__YOUR INSTRUCTIONS__: Of all the lines in the entries below, give again exactly those starting at the line containing "stop_reason: body" and ending at the line containing "async fn health_check(&self)", both ends included, and no others.
- - - - - - -
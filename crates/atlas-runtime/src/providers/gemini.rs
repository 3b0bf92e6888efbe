//! Google Gemini provider implementation.
//!
//! Uses `generateContent` for whole answers and
//! `streamGenerateContent?alt=sse` for streamed ones.
//!
//! ## Security
//!
//! The API key is held in an [`ApiCredential`] and only exposed when the
//! `x-goog-api-key` header is set.

use async_trait::async_trait;
use futures::StreamExt;
use serde::{Deserialize, Serialize};
use serde_json::Value as JsonValue;
use std::sync::Arc;
use std::time::Duration;

use super::{
    factory::ProviderFactory, sse::SseDataStream, ChatMessage, CompletionConfig,
    CompletionResponse, FragmentStream, LlmProvider, ProviderError, TokenUsage,
};
use crate::secrets::{ApiCredential, CredentialSource};

/// Environment variable name for the Gemini API key.
pub const GEMINI_API_KEY_ENV: &str = "GEMINI_API_KEY";

const DEFAULT_BASE_URL: &str = "https://generativelanguage.googleapis.com/v1beta";

/// Google Gemini provider.
pub struct GeminiProvider {
    credential: ApiCredential,
    base_url: String,
    client: reqwest::Client,
}

impl std::fmt::Debug for GeminiProvider {
    fn fmt(&self, f: &mut std::fmt::Formatter<'_>) -> std::fmt::Result {
        f.debug_struct("GeminiProvider")
            .field("credential", &self.credential)
            .field("base_url", &self.base_url)
            .finish()
    }
}

impl GeminiProvider {
    /// Create a provider with an explicit key.
    pub fn new(api_key: impl Into<String>) -> Result<Self, ProviderError> {
        Self::with_credential(
            ApiCredential::new(api_key, CredentialSource::Programmatic, "Gemini API key"),
            DEFAULT_BASE_URL,
        )
    }

    /// Create from `GEMINI_API_KEY`.
    pub fn from_env() -> Result<Self, ProviderError> {
        let credential = ApiCredential::from_env(GEMINI_API_KEY_ENV, "Gemini API key")?;
        Self::with_credential(credential, DEFAULT_BASE_URL)
    }

    /// Create from JSON configuration with environment fallback.
    ///
    /// Reads `api_key` (falling back to `GEMINI_API_KEY`) and an optional
    /// `base_url`.
    pub fn from_config(config: &JsonValue) -> Result<Self, ProviderError> {
        let credential = ApiCredential::from_config_or_env(
            config,
            "api_key",
            GEMINI_API_KEY_ENV,
            "Gemini API key",
        )?;
        let base_url = config["base_url"].as_str().unwrap_or(DEFAULT_BASE_URL);
        Self::with_credential(credential, base_url)
    }

    fn with_credential(credential: ApiCredential, base_url: &str) -> Result<Self, ProviderError> {
        if credential.is_empty() {
            return Err(ProviderError::AuthError);
        }
        let client = reqwest::Client::builder()
            .build()
            .map_err(|e| ProviderError::HttpError(e.to_string()))?;

        Ok(Self {
            credential,
            base_url: base_url.trim_end_matches('/').to_string(),
            client,
        })
    }

    pub fn base_url(&self) -> &str {
        &self.base_url
    }

    fn endpoint(&self, model: &str, method: &str) -> String {
        format!("{}/models/{}:{}", self.base_url, model, method)
    }

    fn request_body(messages: Vec<ChatMessage>, config: &CompletionConfig) -> GeminiRequest {
        let mut system_parts = Vec::new();
        let mut contents = Vec::new();

        for msg in messages {
            match msg.role.as_str() {
                "system" => system_parts.push(Part { text: msg.content }),
                "assistant" => contents.push(Content {
                    role: Some("model".to_string()),
                    parts: vec![Part { text: msg.content }],
                }),
                _ => contents.push(Content {
                    role: Some("user".to_string()),
                    parts: vec![Part { text: msg.content }],
                }),
            }
        }

        GeminiRequest {
            system_instruction: (!system_parts.is_empty()).then(|| Content {
                role: None,
                parts: system_parts,
            }),
            contents,
            generation_config: GenerationConfig {
                temperature: config.temperature,
                top_p: config.top_p,
                top_k: config.top_k,
                max_output_tokens: config.max_tokens,
                response_mime_type: config.response_format.mime_type(),
            },
        }
    }

    async fn send(
        &self,
        url: String,
        request: &GeminiRequest,
        timeout: Duration,
        whole_body: bool,
    ) -> Result<reqwest::Response, ProviderError> {
        let mut builder = self
            .client
            .post(url)
            .header("x-goog-api-key", self.credential.expose())
            .json(request);
        // Streams may outlive the timeout; only the headers are bounded then
        if whole_body {
            builder = builder.timeout(timeout);
        }

        let response = tokio::time::timeout(timeout, builder.send())
            .await
            .map_err(|_| ProviderError::Timeout(timeout))?
            .map_err(|e| {
                if e.is_timeout() {
                    ProviderError::Timeout(timeout)
                } else {
                    ProviderError::HttpError(e.to_string())
                }
            })?;

        let status = response.status();

        if status == reqwest::StatusCode::TOO_MANY_REQUESTS {
            let retry_after = response
                .headers()
                .get("retry-after")
                .and_then(|v| v.to_str().ok())
                .and_then(|v| v.parse::<u64>().ok())
                .map(Duration::from_secs);
            return Err(ProviderError::RateLimited { retry_after });
        }

        if status == reqwest::StatusCode::UNAUTHORIZED || status == reqwest::StatusCode::FORBIDDEN {
            return Err(ProviderError::AuthError);
        }

        if !status.is_success() {
            let body = response.text().await.unwrap_or_default();
            let message = serde_json::from_str::<GeminiError>(&body)
                .map(|e| e.error.message)
                .unwrap_or(body);
            return Err(ProviderError::ApiError {
                status: status.as_u16(),
                message,
            });
        }

        Ok(response)
    }
}

/// Gemini request format.
#[derive(Debug, Serialize)]
#[serde(rename_all = "camelCase")]
struct GeminiRequest {
    #[serde(skip_serializing_if = "Option::is_none")]
    system_instruction: Option<Content>,
    contents: Vec<Content>,
    generation_config: GenerationConfig,
}

#[derive(Debug, Serialize, Deserialize)]
struct Content {
    #[serde(default, skip_serializing_if = "Option::is_none")]
    role: Option<String>,
    #[serde(default)]
    parts: Vec<Part>,
}

#[derive(Debug, Serialize, Deserialize)]
struct Part {
    #[serde(default)]
    text: String,
}

#[derive(Debug, Serialize)]
#[serde(rename_all = "camelCase")]
struct GenerationConfig {
    temperature: f32,
    #[serde(skip_serializing_if = "Option::is_none")]
    top_p: Option<f32>,
    #[serde(skip_serializing_if = "Option::is_none")]
    top_k: Option<u32>,
    max_output_tokens: u32,
    response_mime_type: &'static str,
}

/// Gemini response format; each streamed event has the same shape.
#[derive(Debug, Deserialize)]
#[serde(rename_all = "camelCase")]
struct GeminiResponse {
    #[serde(default)]
    candidates: Vec<Candidate>,
    #[serde(default)]
    usage_metadata: Option<UsageMetadata>,
    #[serde(default)]
    model_version: Option<String>,
}

impl GeminiResponse {
    fn text(&self) -> String {
        self.candidates
            .first()
            .and_then(|c| c.content.as_ref())
            .map(|content| {
                content
                    .parts
                    .iter()
                    .map(|p| p.text.as_str())
                    .collect::<String>()
            })
            .unwrap_or_default()
    }
}

#[derive(Debug, Deserialize)]
#[serde(rename_all = "camelCase")]
struct Candidate {
    #[serde(default)]
    content: Option<Content>,
    #[serde(default)]
    finish_reason: Option<String>,
}

#[derive(Debug, Deserialize)]
#[serde(rename_all = "camelCase")]
struct UsageMetadata {
    #[serde(default)]
    prompt_token_count: u32,
    #[serde(default)]
    candidates_token_count: u32,
}

#[derive(Debug, Deserialize)]
struct GeminiError {
    error: GeminiErrorDetail,
}

#[derive(Debug, Deserialize)]
struct GeminiErrorDetail {
    message: String,
}

#[async_trait]
impl LlmProvider for GeminiProvider {
    async fn complete(
        &self,
        messages: Vec<ChatMessage>,
        config: &CompletionConfig,
    ) -> Result<CompletionResponse, ProviderError> {
        let request = Self::request_body(messages, config);
        let response = self
            .send(
                self.endpoint(&config.model, "generateContent"),
                &request,
                config.timeout,
                true,
            )
            .await?;

        let body: GeminiResponse = response
            .json()
            .await
            .map_err(|e| ProviderError::ParseError(e.to_string()))?;

        let content = body.text();
        let usage = body
            .usage_metadata
            .as_ref()
            .map(|u| TokenUsage {
                prompt_tokens: u.prompt_token_count,
                completion_tokens: u.candidates_token_count,
            })
            .unwrap_or_default();

        Ok(CompletionResponse {
            content,
            usage,
            model: body.model_version.unwrap_or_else(|| config.model.clone()),
            stop_reason: body
                .candidates
                .into_iter()
                .next()
                .and_then(|c| c.finish_reason),
        })
    }

    async fn complete_stream(
        &self,
        messages: Vec<ChatMessage>,
        config: &CompletionConfig,
    ) -> Result<FragmentStream, ProviderError> {
        let request = Self::request_body(messages, config);
        let response = self
            .send(
                self.endpoint(&config.model, "streamGenerateContent?alt=sse"),
                &request,
                config.timeout,
                false,
            )
            .await?;

        let fragments = SseDataStream::new(response.bytes_stream()).filter_map(|event| async move {
            match event {
                Ok(data) => match serde_json::from_str::<GeminiResponse>(&data) {
                    Ok(parsed) => {
                        let text = parsed.text();
                        (!text.is_empty()).then_some(Ok(text))
                    }
                    Err(e) => Some(Err(ProviderError::ParseError(e.to_string()))),
                },
                Err(e) => Some(Err(e)),
            }
        });

        Ok(Box::pin(fragments))
    }

    async fn health_check(&self) -> bool {
        self.client
            .get(format!("{}/models", self.base_url))
            .header("x-goog-api-key", self.credential.expose())
            .timeout(Duration::from_secs(5))
            .send()
            .await
            .map(|r| r.status().is_success())
            .unwrap_or(false)
    }

    fn name(&self) -> &str {
        "gemini"
    }
}

/// Factory for [`GeminiProvider`].
pub struct GeminiProviderFactory;

impl ProviderFactory for GeminiProviderFactory {
    fn provider_type(&self) -> &'static str {
        "gemini"
    }

    fn create(&self, config: &JsonValue) -> Result<Arc<dyn LlmProvider>, ProviderError> {
        Ok(Arc::new(GeminiProvider::from_config(config)?))
    }

    fn validate_config(&self, config: &JsonValue) -> Result<(), ProviderError> {
        if let Some(base_url) = config.get("base_url") {
            let base_url = base_url.as_str().ok_or_else(|| {
                ProviderError::NotConfigured("base_url must be a string".to_string())
            })?;
            if !(base_url.starts_with("http://") || base_url.starts_with("https://")) {
                return Err(ProviderError::NotConfigured(format!(
                    "base_url must be http(s): {}",
                    base_url
                )));
            }
        }
        if !ApiCredential::is_available(config, "api_key", GEMINI_API_KEY_ENV) {
            return Err(ProviderError::NotConfigured(format!(
                "Gemini API key required: set 'api_key' or {}",
                GEMINI_API_KEY_ENV
            )));
        }
        Ok(())
    }
}

#[cfg(test)]
mod tests {
    use super::*;
    use crate::providers::ResponseFormat;

    #[test]
    fn test_debug_redacts_key() {
        let provider = GeminiProvider::new("AIza-secret-value").unwrap();
        let debug = format!("{:?}", provider);
        assert!(!debug.contains("AIza-secret-value"));
        assert!(debug.contains("[REDACTED]"));
    }

    #[test]
    fn test_empty_key_rejected() {
        assert!(matches!(
            GeminiProvider::new(""),
            Err(ProviderError::AuthError)
        ));
    }

    #[test]
    fn test_request_body_shape() {
        let config = CompletionConfig {
            response_format: ResponseFormat::Json,
            ..CompletionConfig::default()
        };
        let request = GeminiProvider::request_body(
            vec![
                ChatMessage::system("compare"),
                ChatMessage::user("answer"),
                ChatMessage::assistant("earlier"),
            ],
            &config,
        );
        let json = serde_json::to_value(&request).unwrap();

        assert_eq!(json["systemInstruction"]["parts"][0]["text"], "compare");
        assert!(json["systemInstruction"].get("role").is_none());
        assert_eq!(json["contents"][0]["role"], "user");
        assert_eq!(json["contents"][1]["role"], "model");
        assert_eq!(json["generationConfig"]["topK"], 64);
        assert_eq!(json["generationConfig"]["maxOutputTokens"], 8192);
        assert_eq!(
            json["generationConfig"]["responseMimeType"],
            "application/json"
        );
    }

    #[test]
    fn test_response_text_joins_parts() {
        let body = r#"{
            "candidates": [{
                "content": {"role": "model", "parts": [{"text": "capital "}, {"text": "of France"}]},
                "finishReason": "STOP"
            }],
            "usageMetadata": {"promptTokenCount": 12, "candidatesTokenCount": 3}
        }"#;
        let parsed: GeminiResponse = serde_json::from_str(body).unwrap();
        assert_eq!(parsed.text(), "capital of France");
        assert_eq!(parsed.usage_metadata.unwrap().candidates_token_count, 3);
    }

    #[test]
    fn test_response_without_candidates() {
        let parsed: GeminiResponse = serde_json::from_str(r#"{"promptFeedback": {}}"#).unwrap();
        assert_eq!(parsed.text(), "");
    }

    #[test]
    fn test_factory_base_url_override() {
        let config = serde_json::json!({
            "api_key": "k",
            "base_url": "http://localhost:8080/v1beta/"
        });
        let provider = GeminiProvider::from_config(&config).unwrap();
        assert_eq!(provider.base_url(), "http://localhost:8080/v1beta");
        assert_eq!(
            provider.endpoint("gemini-1.5-flash", "generateContent"),
            "http://localhost:8080/v1beta/models/gemini-1.5-flash:generateContent"
        );
    }

    #[test]
    fn test_factory_validate() {
        let factory = GeminiProviderFactory;
        assert!(factory
            .validate_config(&serde_json::json!({"api_key": "k"}))
            .is_ok());
        assert!(factory
            .validate_config(&serde_json::json!({"api_key": "k", "base_url": "ftp://x"}))
            .is_err());
    }
}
- - - - - - -
__COMPLETED EXERCISE__:
            stop_reason: body
                .candidates
                .into_iter()
                .next()
                .and_then(|c| c.finish_reason),
        })
    }

    async fn complete_stream(
        &self,
        messages: Vec<ChatMessage>,
        config: &CompletionConfig,
    ) -> Result<FragmentStream, ProviderError> {
        let request = Self::request_body(messages, config);
        let response = self
            .send(
                self.endpoint(&config.model, "streamGenerateContent?alt=sse"),
                &request,
                config.timeout,
                false,
            )
            .await?;

        let fragments = SseDataStream::new(response.bytes_stream()).filter_map(|event| async move {
            match event {
                Ok(data) => match serde_json::from_str::<GeminiResponse>(&data) {
                    Ok(parsed) => {
                        let text = parsed.text();
                        (!text.is_empty()).then_some(Ok(text))
                    }
                    Err(e) => Some(Err(ProviderError::ParseError(e.to_string()))),
                },
                Err(e) => Some(Err(e)),
            }
        });

        Ok(Box::pin(fragments))
    }

    async fn health_check(&self) -> bool {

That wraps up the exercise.